Hospital supply chain decision-making is often decentralized to a degree that impedes efficiency, leaving too much money on the table as each department makes its independent, uncoordinated choices. The life-or-death nature of hospital supplies can make it seem as though inflexibility with regard to delivery schedules must be the rule, lest patients suffer. Small and rural hospitals feel deprived of economies of scale and the leverage that comes with it, as suppliers refuse to accommodate their pricing and delivery needs.
While these are real challenges and common ones, all represent opportunities. Taken together, victories could result in the complete transformation of the average hospital’s supply chain, with costs dropping greatly as a result. As hospitals confront a future where reimbursements will drop by up to 30 percent and labor costs are obstinate, working longstanding slack out of the supply chain must become a top priority.
Trends for 2016: Better Use of Existing Tools and the Increasing Deployment of New Ones
To get there, hospitals are making use of a mix of tactics, more effectively exploiting existing answers to these problems and finally deploying some that have already been proven in other industries. Determined to cut costs while providing patients with even better care, many hospitals around the United States are now delving into truly strategic, data-driven supply chain management for the first time.
“We see 2016 as the year that healthcare supply chain technology advances to a level that will bring it closer to, or even surpass, the supply chain technologies of other industries,” reported Bruce Johnson, CEO of supply chain specialist GHX.
Taking advantage of these advanced technologies will mean centralizing hospital supply chain management to a greater degree than in the past. In addition to basic restructuring of processes and roles, this will require educating individuals as to how to best leverage the new arrangements.
That will hold true for physicians as much as others lower down. Traditionally granted a generous degree of autonomy, physicians are being taught how to work in concert with supply chain decision makers to arrive at less-costly solutions that remain just as effective.
Whether that means procuring reprocessed medical devices or other ways of keeping supply-side spending down, clinical-side stakeholders can be “concerned it’s not the same quality,” as Deborah Visconi of the Morristown Medical Center noted, so cost-cutters need to learn to make strong arguments, as well.
Even while pushing forward and working toward transformation, hospitals are also making better use of the tools they already have. Already a mainstay of hospital activity, with nearly three-quarters of all purchasing passing through them, group purchasing organizations, or GPOs, are being tasked with upping their own levels of performance in order to better support those that rely on them.

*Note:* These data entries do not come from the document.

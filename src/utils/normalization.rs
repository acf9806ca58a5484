//! Normalização de cabeçalhos de planilha
//!
//! Os cabeçalhos são editados à mão: a ordem muda, aparecem acentos,
//! maiúsculas, hífens e espaços sobrando. A comparação é sempre feita sobre a
//! forma canônica produzida aqui.

use unicode_normalization::{char::is_combining_mark, UnicodeNormalization};

/// Forma canônica de um cabeçalho usando NFKD
///
/// - minúsculas, sem acentos
/// - cada sequência de espaços, `-` ou `_` vira um único `_`
/// - qualquer outro caractere fora de `[a-z0-9_]` é descartado
/// - sem `_` nas pontas
///
/// # Exemplos
/// ```
/// use crm_anotacoes_sync::utils::normalization::normalize_header;
///
/// assert_eq!(normalize_header("Follow Up"), "follow_up");
/// assert_eq!(normalize_header("FOLLOW-UP "), "follow_up");
/// assert_eq!(normalize_header("Follow-up (anotação)"), "follow_up_anotacao");
/// ```
pub fn normalize_header(input: &str) -> String {
    let folded = input
        .nfkd() // Decomposição completa
        .filter(|c| !is_combining_mark(*c)) // Remove acentos
        .collect::<String>()
        .to_lowercase();

    let mut out = String::with_capacity(folded.len());
    let mut pending_separator = false;

    for c in folded.chars() {
        if c.is_whitespace() || c == '-' || c == '_' {
            pending_separator = true;
        } else if c.is_ascii_lowercase() || c.is_ascii_digit() {
            if pending_separator && !out.is_empty() {
                out.push('_');
            }
            pending_separator = false;
            out.push(c);
        }
    }

    out
}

Given that at least 96 percent of all hospitals in the country already work with these organizations, according to the Healthcare Supply Chain Association, it might be thought that they would already be there. Even if they save their members over $30 billion in spending per year, many GPOs can do an even better job of negotiating lower prices and securing more favorable terms. That is particularly true with regard to the many smaller and rural hospitals that often find themselves stuck with a less-effective GPO or receiving too little attention.
Driven by more data, put under closer, more centralized oversight by dedicated managers, and freed up by greater flexibility organization-wide, the U.S. hospital supply chain is a place where great strides are being made. Costs are coming down as a result of hard work and out of absolute necessity, and 2016 is looking to be the most important year yet.